The two-dimensional linear motor control system has the characteristics of nonlinear, multi-variable and strong coupling. In the actual operation process, it is affected by load disturbance, mechanical delay, friction resistance and other factors, and the dynamics model is difficult to accurately obtain, so its tracking control is extremely hard. Radial Basis Function (RBF) based neural network has the advantage of arbitrary approximation to nonlinear function and Model Free Adaptive Iterative Learning Control (MFAILC) does not depend on the characteristics of accurate mathematical model of the controlled system and the rule of sequential learning. A multi-input multi-output model-free adaptive iterative learning control(MIMO-MFAILC) strategy based on RBF neural network is proposed. RBF neural network is used to learn pseudo partial derivative (PPD) online in model-free adaptive iterative learning control.
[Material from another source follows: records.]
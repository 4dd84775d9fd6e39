/// Persistence-layer errors. Always non-fatal for the session machine.
#[derive(Debug, Clone, PartialEq, Eq, thiserror::Error)]
pub enum StorageError {
    #[error("SQLite error: {message}")]
    SqliteError { message: String },

    #[error("migration failed at version {version}: {reason}")]
    MigrationFailed { version: u32, reason: String },

    #[error("corrupt record in {table}: {details}")]
    CorruptRecord { table: String, details: String },

    #[error("store unreachable: {reason}")]
    Unreachable { reason: String },
}
//! # conjuga-selector
//!
//! Decides which verb/tense drills go into a new session batch.
//!
//! Pairs flagged `never_show` are dropped outright. The rest are split into
//! a primary pool (`show_primarily`) and a secondary pool, each shuffled,
//! and a batch is drawn with up to `primary_target` slots from primary.

pub mod draw;
pub mod pools;
pub mod selector;

pub use draw::draw_batch;
pub use pools::{build_pools, Pools};
pub use selector::ExerciseSelector;
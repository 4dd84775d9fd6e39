//! v001: attempts, preferences, remediated_sentences.

use rusqlite::Connection;

use conjuga_core::errors::StorageResult;

use crate::to_storage_err;

pub fn migrate(conn: &Connection) -> StorageResult<()> {
    conn.execute_batch(
        "
        CREATE TABLE IF NOT EXISTS attempts (
            id            INTEGER PRIMARY KEY AUTOINCREMENT,
            learner_id    TEXT NOT NULL,
            verb          TEXT NOT NULL,
            tense         TEXT NOT NULL,
            pronoun_slot  INTEGER NOT NULL,
            user_answer   TEXT NOT NULL,
            is_correct    INTEGER NOT NULL,
            attempted_at  TEXT NOT NULL
        );

        CREATE INDEX IF NOT EXISTS idx_attempts_key
            ON attempts(learner_id, verb, tense, pronoun_slot);

        CREATE TABLE IF NOT EXISTS preferences (
            learner_id      TEXT NOT NULL,
            verb            TEXT NOT NULL,
            tense           TEXT NOT NULL,
            never_show      INTEGER NOT NULL DEFAULT 0,
            always_show     INTEGER NOT NULL DEFAULT 0,
            show_primarily  INTEGER NOT NULL DEFAULT 0,
            updated_at      TEXT NOT NULL DEFAULT (strftime('%Y-%m-%dT%H:%M:%fZ', 'now')),
            PRIMARY KEY (learner_id, verb, tense)
        );

        CREATE TABLE IF NOT EXISTS remediated_sentences (
            id            INTEGER PRIMARY KEY AUTOINCREMENT,
            learner_id    TEXT NOT NULL,
            verb          TEXT NOT NULL,
            tense         TEXT NOT NULL,
            pronoun_slot  INTEGER NOT NULL,
            correct_form  TEXT NOT NULL,
            sentence      TEXT NOT NULL,
            is_correct    INTEGER NOT NULL,
            recorded_at   TEXT NOT NULL
        );

        CREATE INDEX IF NOT EXISTS idx_sentences_learner
            ON remediated_sentences(learner_id);
        ",
    )
    .map_err(|e| to_storage_err(e.to_string()))?;
    Ok(())
}
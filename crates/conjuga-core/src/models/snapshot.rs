//! Point-in-time view of one learner's history and preferences.

use super::{AttemptMap, PreferenceFlags, PreferenceMap, PronounSlot, VerbTense};

/// Store snapshot consumed by selection and reporting.
#[derive(Debug, Clone, Default)]
pub struct MasterySnapshot {
    pub attempts: AttemptMap,
    pub preferences: PreferenceMap,
}

impl MasterySnapshot {
    pub fn new(attempts: AttemptMap, preferences: PreferenceMap) -> Self {
        Self {
            attempts,
            preferences,
        }
    }

    /// A pair is mastered iff every slot's latest attempt is correct.
    /// A slot with no attempt counts as not mastered.
    pub fn is_mastered(&self, pair: &VerbTense) -> bool {
        PronounSlot::ALL.iter().all(|slot| {
            self.attempts
                .get(&(pair.clone(), *slot))
                .is_some_and(|record| record.is_correct)
        })
    }

    /// Flags for a pair, defaulting to all-false.
    pub fn preference(&self, pair: &VerbTense) -> PreferenceFlags {
        self.preferences.get(pair).copied().unwrap_or_default()
    }
}
use std::collections::HashMap;

use serde::{Deserialize, Serialize};

use super::VerbTense;

/// Preference flags per (verb, tense). Missing entries mean all-false.
pub type PreferenceMap = HashMap<VerbTense, PreferenceFlags>;

/// Learner-controlled visibility flags for one verb/tense pair.
///
/// `never_show` dominates everything; `always_show` only overrides
/// mastery-based exclusion.
#[derive(Debug, Clone, Copy, Default, PartialEq, Eq, Serialize, Deserialize)]
#[serde(default)]
pub struct PreferenceFlags {
    pub never_show: bool,
    pub always_show: bool,
    pub show_primarily: bool,
}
As feedforward compensation, the iterative learning control can overcome external interference, compensate system nonlinearity, and complement feedforward and feedback advantages, so as to realize the precision compensation of expected tracking and further improve position tracking accuracy. Finally, the accuracy and effectiveness of the proposed strategy are verified experimentally by combining RT-SIM simulation platform with 2d linear motor control system under no-load and load conditions.